I was somehow mad because I thought people did not get it. Forcing me to stop being sad, to not think about it too much, to get it over with and move on. It was not their fault that they did not understand, the one who died that night was my father not theirs. I cannot blame them for only knowing the rhythm of my laugh but not my tears. They do not know how to deal with sadness, but they are trying. And I think I like it that way. At the sound of abah, as how I used to address my father, I would teared up. My dad was my world and he was a brilliant listener. I am allowed to feel the way I feel because my dad was indeed someone who knew me very well. Some people came into your life and they took away pieces of you they never meant to return.

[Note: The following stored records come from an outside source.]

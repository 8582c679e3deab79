//! Response capture targets and the error carrier.
//!
//! A [`ResponseTarget`] is the caller's result container. Besides JSON
//! decoding it may expose, independently:
//!
//! - a [`StatusReceiver`], given the status code before anything else,
//! - a [`CaptureBody`], handed the live body stream (no decoding happens),
//! - an [`ErrorReceiver`], filled when the status is not 200,
//! - an [`UnmarshalBody`], used instead of JSON decoding.
//!
//! [`ErrorResponse`] and [`BasicResponse`] are ready-made fields for the
//! first and third capabilities.

use std::fmt;

use crate::{BoxError, Result, StreamingBody, from_json};

// ============================================================================
// Error Carrier
// ============================================================================

/// Holds the status code of a response.
#[derive(Debug, Clone, Copy, Default, PartialEq, Eq, Hash)]
pub struct BasicResponse {
    code: u16,
}

impl BasicResponse {
    /// Record a status code.
    pub const fn new_code(&mut self, code: u16) {
        self.code = code;
    }

    /// Recorded status code, 0 when none was received.
    #[must_use]
    pub const fn status_code(&self) -> u16 {
        self.code
    }
}

/// Status code plus error message.
///
/// Usable both as a result field (an [`ErrorReceiver`]) and as a returned
/// error:
///
/// ```
/// use wirecall_core::ErrorResponse;
///
/// let mut error = ErrorResponse::default();
/// assert!(error.failed().is_none());
///
/// error.new_error(404, format_args!("from response: {}", "missing"));
/// assert_eq!(error.status_code(), 404);
/// assert_eq!(error.to_string(), "from response: missing");
/// assert!(error.failed().is_some());
/// ```
#[derive(Debug, Clone, Default, PartialEq, Eq, Hash)]
pub struct ErrorResponse {
    message: String,
    basic: BasicResponse,
}

impl ErrorResponse {
    /// Creates an error carrier.
    #[must_use]
    pub fn new(code: u16, message: impl Into<String>) -> Self {
        Self {
            message: message.into(),
            basic: BasicResponse { code },
        }
    }

    /// Build the carrier for a non-success response without a result target:
    /// the canonical status text, followed by the body when there is one.
    #[must_use]
    pub fn from_status(code: u16, body: &[u8]) -> Self {
        let reason = http::StatusCode::from_u16(code)
            .ok()
            .and_then(|status| status.canonical_reason())
            .unwrap_or("Unknown Status");
        let message = if body.is_empty() {
            reason.to_string()
        } else {
            format!("{reason}: {}", String::from_utf8_lossy(body))
        };
        Self::new(code, message)
    }

    /// Record a status code and message.
    pub fn new_error(&mut self, code: u16, message: impl fmt::Display) {
        self.basic.new_code(code);
        self.message = message.to_string();
    }

    /// Record a status code, keeping the message.
    pub const fn new_code(&mut self, code: u16) {
        self.basic.new_code(code);
    }

    /// Recorded status code.
    #[must_use]
    pub const fn status_code(&self) -> u16 {
        self.basic.status_code()
    }

    /// Recorded message.
    #[must_use]
    pub fn message(&self) -> &str {
        &self.message
    }

    /// `Some(self)` when an error was recorded.
    #[must_use]
    pub fn failed(&self) -> Option<&Self> {
        (!self.message.is_empty()).then_some(self)
    }
}

impl fmt::Display for ErrorResponse {
    fn fmt(&self, f: &mut fmt::Formatter<'_>) -> fmt::Result {
        f.write_str(&self.message)
    }
}

impl std::error::Error for ErrorResponse {}

// ============================================================================
// Capabilities
// ============================================================================

/// Receives the response status code.
pub trait StatusReceiver {
    /// Called once with the response status, before the body is read.
    fn receive_status(&mut self, code: u16);
}

impl StatusReceiver for BasicResponse {
    fn receive_status(&mut self, code: u16) {
        self.new_code(code);
    }
}

impl StatusReceiver for ErrorResponse {
    fn receive_status(&mut self, code: u16) {
        self.new_code(code);
    }
}

impl StatusReceiver for u16 {
    fn receive_status(&mut self, code: u16) {
        *self = code;
    }
}

impl StatusReceiver for Option<u16> {
    fn receive_status(&mut self, code: u16) {
        *self = Some(code);
    }
}

/// Receives the error of a non-200 response.
pub trait ErrorReceiver {
    /// Called with the status code and `from response: <body>`.
    fn receive_error(&mut self, code: u16, message: String);
}

impl ErrorReceiver for ErrorResponse {
    fn receive_error(&mut self, code: u16, message: String) {
        self.basic.new_code(code);
        self.message = message;
    }
}

impl ErrorReceiver for Option<ErrorResponse> {
    fn receive_error(&mut self, code: u16, message: String) {
        *self = Some(ErrorResponse::new(code, message));
    }
}

/// Takes ownership of the raw response body stream.
///
/// The stream is moved into the target: dropping it closes the response.
pub trait CaptureBody {
    /// Keep the body stream.
    ///
    /// # Errors
    ///
    /// Any error is reported with the request method and URL.
    fn capture(&mut self, body: StreamingBody) -> std::result::Result<(), BoxError>;
}

impl CaptureBody for Option<StreamingBody> {
    fn capture(&mut self, body: StreamingBody) -> std::result::Result<(), BoxError> {
        *self = Some(body);
        Ok(())
    }
}

/// Custom decoding of the buffered response body.
pub trait UnmarshalBody {
    /// Decode the body into `self`.
    ///
    /// # Errors
    ///
    /// Any error is reported with the request method and URL.
    fn unmarshal_body(&mut self, body: &[u8]) -> std::result::Result<(), BoxError>;
}

/// A result container with optional capabilities.
///
/// Usually derived with `#[derive(ResponseTarget)]`; every capability
/// accessor defaults to `None`.
pub trait ResponseTarget {
    /// Status code receiver.
    fn status_receiver(&mut self) -> Option<&mut dyn StatusReceiver> {
        None
    }

    /// Raw body capture; when present the body is neither buffered nor decoded.
    fn body_capture(&mut self) -> Option<&mut dyn CaptureBody> {
        None
    }

    /// Error receiver for non-200 responses.
    fn error_receiver(&mut self) -> Option<&mut dyn ErrorReceiver> {
        None
    }

    /// Custom decoder, used instead of [`ResponseTarget::decode_json`].
    fn custom_unmarshal(&mut self) -> Option<&mut dyn UnmarshalBody> {
        None
    }

    /// Decode a JSON body into `self`, keeping capability-owned state.
    ///
    /// # Errors
    ///
    /// Returns an error if the body is not valid JSON for this type.
    fn decode_json(&mut self, body: &[u8]) -> Result<()>;
}

impl ResponseTarget for () {
    fn decode_json(&mut self, _body: &[u8]) -> Result<()> {
        Ok(())
    }
}

impl ResponseTarget for serde_json::Value {
    fn decode_json(&mut self, body: &[u8]) -> Result<()> {
        *self = from_json(body)?;
        Ok(())
    }
}

impl<T: serde::de::DeserializeOwned> ResponseTarget for Vec<T> {
    fn decode_json(&mut self, body: &[u8]) -> Result<()> {
        *self = from_json(body)?;
        Ok(())
    }
}

impl ResponseTarget for ErrorResponse {
    fn status_receiver(&mut self) -> Option<&mut dyn StatusReceiver> {
        Some(self)
    }

    fn error_receiver(&mut self) -> Option<&mut dyn ErrorReceiver> {
        Some(self)
    }

    fn decode_json(&mut self, _body: &[u8]) -> Result<()> {
        Ok(())
    }
}

impl ResponseTarget for Option<StreamingBody> {
    fn body_capture(&mut self) -> Option<&mut dyn CaptureBody> {
        Some(self)
    }

    fn decode_json(&mut self, _body: &[u8]) -> Result<()> {
        Ok(())
    }
}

You are also bound to remember all the little things and ache sometimes, but know that everything will pass. Like how happiness come and go, sadness will behave similarly as well. Nothing would ever prepare you for this. Losing your loved one is by far the most excruciating pain you could ever taste. Cry when you want, it is okay to feel sad. Remember them, they were a part of your life and you are not made to forget important people just like that. A lot of things will remind you of them, from the smell of the rain to the sight of their favourite dessert I know, but darling, life goes on.
Do not feel pressured to let go. Take the memories with you. When you feel sad, talk about it. If no one wants to listen or no one knows what to say, write them down. Write them down like me. Blank pages are sad people’s best friend. And eventually, I hope, things will–albeit slowly, get better.
After all, life means so much more because you know it is going to end someday. One day, it will be my time to go. And when it comes, I want to be remembered, if I get that at all, in decently fun ways.
Better days are coming, love. Take care.